## Exercise
Write out exactly the lines of the entries below, from the first through the line containing "let scheduler = build_scheduler(&config);", and nothing beyond them.

(Stored data entries)
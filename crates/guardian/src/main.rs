//! The Guardian daemon: a single long-running process driving the
//! `TickScheduler` (§4.8) until it receives a shutdown signal.
//!
//! Exit code 0 only on clean shutdown (`SIGINT`/`SIGTERM`); nonzero on
//! unrecoverable init failure, per §6's "Process surface".

use std::process::ExitCode;

use guardian::{build_scheduler, env_config, init_tracing};

#[tokio::main]
async fn main() -> ExitCode {
    init_tracing();

    let config = match env_config() {
        Ok(config) => config,
        Err(err) => {
            tracing::error!(error = %err, "failed to load process configuration");
            return ExitCode::FAILURE;
        }
    };

    tracing::info!(docstore_url = %config.docstore_url, metrics_url = %config.metrics_url, "starting guardian control loop");
    let scheduler = build_scheduler(&config);

    tokio::select! {
        result = scheduler.run_forever() => {
            match result {
                Ok(()) => ExitCode::SUCCESS,
                Err(err) => {
                    tracing::error!(error = %err, "control loop exited with an unrecoverable error");
                    ExitCode::FAILURE
                }
            }
        }
        _ = shutdown_signal() => {
            tracing::info!("shutdown signal received, exiting");
            ExitCode::SUCCESS
        }
    }
}

/// Resolves once either `SIGINT` or (on unix) `SIGTERM` arrives.
async fn shutdown_signal() {
    let ctrl_c = async {
        let _ = tokio::signal::ctrl_c().await;
    };

    #[cfg(unix)]
    let terminate = async {
        use tokio::signal::unix::{signal, SignalKind};
        let mut sigterm = signal(SignalKind::terminate()).expect("failed to install SIGTERM handler");
        sigterm.recv().await;
    };

    #[cfg(not(unix))]
    let terminate = std::future::pending::<()>();

    tokio::select! {
        _ = ctrl_c => {}
        _ = terminate => {}
    }
}
//! Shared types, errors, configuration and telemetry for the Guardian
//! control loop.
//!
//! Every other `guardian-*` crate depends on this one for the document
//! types that cross component boundaries (`Structure`, `Limits`, `Rule`,
//! `Event`, `Request`), the unified [`error::GuardianError`], the
//! [`config::Config`] threaded through call sites instead of globals, and
//! the [`events::GuardianEvent`] telemetry trait.

pub mod config;
pub mod error;
pub mod events;
pub mod types;

pub use config::{Config, ConfigBuilder, StructureGuarded};
pub use error::{GuardianError, GuardianResult, IntoGuardianError};
pub use events::{EventListener, EventListeners, FnListener, GuardianEvent, TickEvent};
pub use types::{
    is_no_data, Event, Generates, GuardPolicy, HostInfo, Limits, Request, RescaleBy, Resource,
    ResourceLimits, ResourceState, Rule, RuleAction, RuleActionEvents, ScaleCounters, Structure,
    StructureSubtype, NO_DATA,
};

## Response
filename crates/guardian/src/main.rs
//! The Guardian daemon: a single long-running process driving the
//! `TickScheduler` (§4.8) until it receives a shutdown signal.
//!
//! Exit code 0 only on clean shutdown (`SIGINT`/`SIGTERM`); nonzero on
//! unrecoverable init failure, per §6's "Process surface".

use std::process::ExitCode;

use guardian::{build_scheduler, env_config, init_tracing};

#[tokio::main]
async fn main() -> ExitCode {
    init_tracing();

    let config = match env_config() {
        Ok(config) => config,
        Err(err) => {
            tracing::error!(error = %err, "failed to load process configuration");
            return ExitCode::FAILURE;
        }
    };

    tracing::info!(docstore_url = %config.docstore_url, metrics_url = %config.metrics_url, "starting guardian control loop");
    let scheduler = build_scheduler(&config);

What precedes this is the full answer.